Task description: Copy each line from the records below in which the word "every" is found.

Collected data entries:
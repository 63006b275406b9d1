mod arena;
mod handle;
mod node;
mod raw_rb_tree;

pub(crate) use raw_rb_tree::RawRbTree;
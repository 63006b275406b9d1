use alloc::vec::Vec;

use super::handle::Handle;

/// Slot-based allocator that owns every node of one tree.
///
/// Freed slots are recycled through a free list, so a long-lived tree with
/// churn does not grow without bound. A `Handle` stays valid until the slot
/// it names is taken.
#[derive(Clone)]
pub(crate) struct Arena<T> {
    slots: Vec<Option<T>>,
    free: Vec<Handle>,
}

impl<T> Arena<T> {
    pub(crate) const fn new() -> Self {
        Self {
            slots: Vec::new(),
            free: Vec::new(),
        }
    }

    pub(crate) fn len(&self) -> usize {
        self.slots.len().saturating_sub(self.free.len())
    }

    pub(crate) fn alloc(&mut self, element: T) -> Handle {
        if let Some(handle) = self.free.pop() {
            self.slots[handle.to_index()] = Some(element);
            handle
        } else {
            // Strict less-than so the post-push slot count never exceeds
            // `Handle::MAX`, keeping every index representable.
            assert!(
                self.slots.len() < Handle::MAX,
                "`Arena::alloc()` - arena is at maximum capacity ({})",
                Handle::MAX
            );
            self.slots.push(Some(element));
            Handle::from_index(self.slots.len() - 1)
        }
    }

    #[inline]
    pub(crate) fn get(&self, handle: Handle) -> &T {
        self.slots[handle.to_index()].as_ref().expect("`Arena::get()` - `handle` is invalid!")
    }

    #[inline]
    pub(crate) fn get_mut(&mut self, handle: Handle) -> &mut T {
        self.slots[handle.to_index()].as_mut().expect("`Arena::get_mut()` - `handle` is invalid!")
    }

    /// Removes the element behind `handle` and recycles its slot.
    pub(crate) fn take(&mut self, handle: Handle) -> T {
        let element = self.slots[handle.to_index()].take().expect("`Arena::take()` - `handle` is invalid!");
        self.free.push(handle);
        element
    }

    pub(crate) fn clear(&mut self) {
        self.slots.clear();
        self.free.clear();
    }
}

Completed task:
/// Slot-based allocator that owns every node of one tree.
            // `Handle::MAX`, keeping every index representable.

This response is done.